*** Input data Section Begins ***
use std::fmt;
use std::str::FromStr;

use chrono::{DateTime, Utc};
use serde::{Deserialize, Serialize};
use serde_json::json;
use thiserror::Error;

use crate::identity::{ConnectionIdentity, LocalId};

const SQLITE_URL_PREFIX: &str = "sqlite:///";

#[derive(Debug, Clone, Copy, Serialize, Deserialize, PartialEq, Eq, Hash)]
#[serde(rename_all = "snake_case")]
pub enum DbType {
    Sqlite,
    Postgres,
    Mysql,
    Mssql,
}

impl DbType {
    pub const ALL: [Self; 4] = [Self::Sqlite, Self::Postgres, Self::Mysql, Self::Mssql];

    #[must_use]
    pub fn default_port(self) -> Option<u16> {
        match self {
            Self::Sqlite => None,
            Self::Postgres => Some(5432),
            Self::Mysql => Some(3306),
            Self::Mssql => Some(1433),
        }
    }

    #[must_use]
    pub fn is_file_based(self) -> bool {
        matches!(self, Self::Sqlite)
    }

    #[must_use]
    pub fn as_str(self) -> &'static str {
        match self {
            Self::Sqlite => "sqlite",
            Self::Postgres => "postgres",
            Self::Mysql => "mysql",
            Self::Mssql => "mssql",
        }
    }

    fn url_scheme(self) -> &'static str {
        match self {
            Self::Sqlite => "sqlite",
            Self::Postgres => "postgresql",
            Self::Mysql => "mysql",
            Self::Mssql => "mssql",
        }
    }
}

impl fmt::Display for DbType {
    fn fmt(&self, f: &mut fmt::Formatter<'_>) -> fmt::Result {
        f.write_str(self.as_str())
    }
}

#[derive(Debug, Clone, PartialEq, Eq, Error)]
#[error("unsupported database type `{0}`")]
pub struct UnknownDbType(String);

impl FromStr for DbType {
    type Err = UnknownDbType;

    fn from_str(raw: &str) -> Result<Self, Self::Err> {
        match raw.trim().to_ascii_lowercase().as_str() {
            "sqlite" => Ok(Self::Sqlite),
            "postgres" | "postgresql" => Ok(Self::Postgres),
            "mysql" => Ok(Self::Mysql),
            "mssql" | "sqlserver" => Ok(Self::Mssql),
            other => Err(UnknownDbType(other.to_string())),
        }
    }
}

#[derive(Debug, Clone, Copy, Serialize, Deserialize, PartialEq, Eq, Default)]
#[serde(rename_all = "snake_case")]
pub enum ConnectionStatus {
    #[default]
    Unknown,
    Connected,
    Failed,
}

/// A saved connection as held by the store and mirrored into the cache.
#[derive(Debug, Clone, Serialize, Deserialize, PartialEq, Eq)]
pub struct ConnectionRecord {
    #[serde(flatten)]
    pub identity: ConnectionIdentity,
    pub name: String,
    pub db_type: DbType,
    #[serde(default)]
    pub host: Option<String>,
    #[serde(default)]
    pub port: Option<u16>,
    #[serde(alias = "database_path", alias = "databasePath")]
    pub database: String,
    #[serde(default)]
    pub username: Option<String>,
    /// Lives in the credential vault, never in the cache blob.
    #[serde(skip)]
    pub password: Option<String>,
    pub url: String,
    #[serde(default)]
    pub status: ConnectionStatus,
    #[serde(default)]
    pub last_latency_ms: Option<u64>,
    #[serde(default)]
    pub last_connected: Option<DateTime<Utc>>,
}

impl ConnectionRecord {
    /// Builds a fresh record from a payload that already passed validation.
    #[must_use]
    pub fn from_payload(identity: ConnectionIdentity, payload: &ConnectionPayload) -> Self {
        Self {
            identity,
            name: payload.name.clone(),
            db_type: payload.db_type,
            host: payload.host.clone(),
            port: payload.port,
            database: payload.database.clone(),
            username: payload.username.clone(),
            password: payload.password.clone(),
            url: payload.url.clone(),
            status: ConnectionStatus::Unknown,
            last_latency_ms: None,
            last_connected: None,
        }
    }

    #[must_use]
    pub fn local_id(&self) -> &LocalId {
        &self.identity.local
    }

    /// Drops fields a record of this type must not carry.
    pub fn normalize(&mut self) {
        self.name = self.name.trim().to_string();
        if self.db_type.is_file_based() {
            self.host = None;
            self.port = None;
            self.username = None;
            self.password = None;
        } else if self.port.is_none() {
            self.port = self.db_type.default_port();
        }
        self.url = derive_url(
            self.db_type,
            self.host.as_deref(),
            self.port,
            &self.database,
            self.username.as_deref(),
        );
    }

    /// File name shown for sqlite records, the database name otherwise.
    #[must_use]
    pub fn display_target(&self) -> String {
        if self.db_type.is_file_based() {
            display_filename(&self.url).unwrap_or_else(|| self.database.clone())
        } else {
            format!(
                "{}/{}",
                self.host.as_deref().unwrap_or("?"),
                self.database
            )
        }
    }
}

/// Raw form state; every field is text until validation parses it.
#[derive(Debug, Clone, PartialEq, Eq, Default)]
pub struct ConnectionDraft {
    pub name: String,
    pub db_type: Option<DbType>,
    pub host: String,
    pub port: String,
    pub database: String,
    pub username: String,
    pub password: String,
}

impl ConnectionDraft {
    #[must_use]
    pub fn from_record(record: &ConnectionRecord) -> Self {
        Self {
            name: record.name.clone(),
            db_type: Some(record.db_type),
            host: record.host.clone().unwrap_or_default(),
            port: record.port.map(|port| port.to_string()).unwrap_or_default(),
            database: record.database.clone(),
            username: record.username.clone().unwrap_or_default(),
            password: record.password.clone().unwrap_or_default(),
        }
    }

    #[must_use]
    pub fn signature(&self) -> FormSignature {
        FormSignature::of(self)
    }
}

/// Normalized body sent to the backend for test and save.
#[derive(Debug, Clone, PartialEq, Eq, Serialize, Deserialize)]
pub struct ConnectionPayload {
    pub name: String,
    pub db_type: DbType,
    pub host: Option<String>,
    pub port: Option<u16>,
    pub database: String,
    pub username: Option<String>,
    pub password: Option<String>,
    pub url: String,
}

/// Fingerprint of the normalized form values.
#[derive(Debug, Clone, PartialEq, Eq, Hash)]
pub struct FormSignature(String);

impl FormSignature {
    #[must_use]
    pub fn of(draft: &ConnectionDraft) -> Self {
        let db_type = draft.db_type;
        let file_based = db_type.is_some_and(DbType::is_file_based);
        let text = |value: &str| {
            if file_based {
                String::new()
            } else {
                value.trim().to_string()
            }
        };
        let port = if file_based {
            String::new()
        } else {
            match (draft.port.trim(), db_type.and_then(DbType::default_port)) {
                ("", Some(default_port)) => default_port.to_string(),
                (raw, _) => raw.to_string(),
            }
        };

        let password = if file_based { "" } else { draft.password.as_str() };

        let fields = json!([
            draft.name.trim(),
            db_type.map(DbType::as_str),
            text(&draft.host),
            port,
            draft.database.trim(),
            text(&draft.username),
            password,
        ]);
        Self(fields.to_string())
    }

    #[must_use]
    pub fn as_str(&self) -> &str {
        &self.0
    }
}

/// Tracks which form configuration was last tested and how it went.
#[derive(Debug, Clone, Default, PartialEq, Eq)]
pub struct SaveGate {
    tested: Option<FormSignature>,
    status: ConnectionStatus,
}

impl SaveGate {
    pub fn record_test(&mut self, signature: FormSignature, succeeded: bool) {
        self.tested = Some(signature);
        self.status = if succeeded {
            ConnectionStatus::Connected
        } else {
            ConnectionStatus::Failed
        };
    }

    pub fn reset(&mut self) {
        self.tested = None;
        self.status = ConnectionStatus::Unknown;
    }

    #[must_use]
    pub fn status(&self) -> ConnectionStatus {
        self.status
    }

    #[must_use]
    pub fn can_save(&self, current: &FormSignature) -> bool {
        self.status == ConnectionStatus::Connected && self.tested.as_ref() == Some(current)
    }
}

#[must_use]
pub fn derive_url(
    db_type: DbType,
    host: Option<&str>,
    port: Option<u16>,
    database: &str,
    username: Option<&str>,
) -> String {
    if db_type.is_file_based() {
        let path = database.trim().replace('\\', "/");
        return format!("{SQLITE_URL_PREFIX}{}", path.trim_start_matches('/'));
    }

    let authority = match (username.filter(|user| !user.is_empty()), host) {
        (Some(user), Some(host)) => format!("{user}@{host}"),
        (None, Some(host)) => host.to_string(),
        (Some(user), None) => format!("{user}@"),
        (None, None) => String::new(),
    };
    let port = port
        .or_else(|| db_type.default_port())
        .map(|port| format!(":{port}"))
        .unwrap_or_default();

    format!(
        "{}://{authority}{port}/{}",
        db_type.url_scheme(),
        database.trim()
    )
}

/// Last path segment of a sqlite URL.
#[must_use]
pub fn display_filename(url: &str) -> Option<String> {
    let path = url.strip_prefix(SQLITE_URL_PREFIX)?;
    path.rsplit(['/', '\\'])
        .find(|segment| !segment.is_empty())
        .map(str::to_string)
}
*** Input data Section Ends ***
Task to complete: Going down the listing above, begin printing at the line with "fn fmt(&self, f: &mut" and finish with the line with "Deserialize, PartialEq, Eq, Default)]", exactly as they appear.

Task answer:
    fn fmt(&self, f: &mut fmt::Formatter<'_>) -> fmt::Result {
        f.write_str(self.as_str())
    }
}

#[derive(Debug, Clone, PartialEq, Eq, Error)]
#[error("unsupported database type `{0}`")]
pub struct UnknownDbType(String);

impl FromStr for DbType {
    type Err = UnknownDbType;

    fn from_str(raw: &str) -> Result<Self, Self::Err> {
        match raw.trim().to_ascii_lowercase().as_str() {
            "sqlite" => Ok(Self::Sqlite),
            "postgres" | "postgresql" => Ok(Self::Postgres),
            "mysql" => Ok(Self::Mysql),
            "mssql" | "sqlserver" => Ok(Self::Mssql),
            other => Err(UnknownDbType(other.to_string())),
        }
    }
}

#[derive(Debug, Clone, Copy, Serialize, Deserialize, PartialEq, Eq, Default)]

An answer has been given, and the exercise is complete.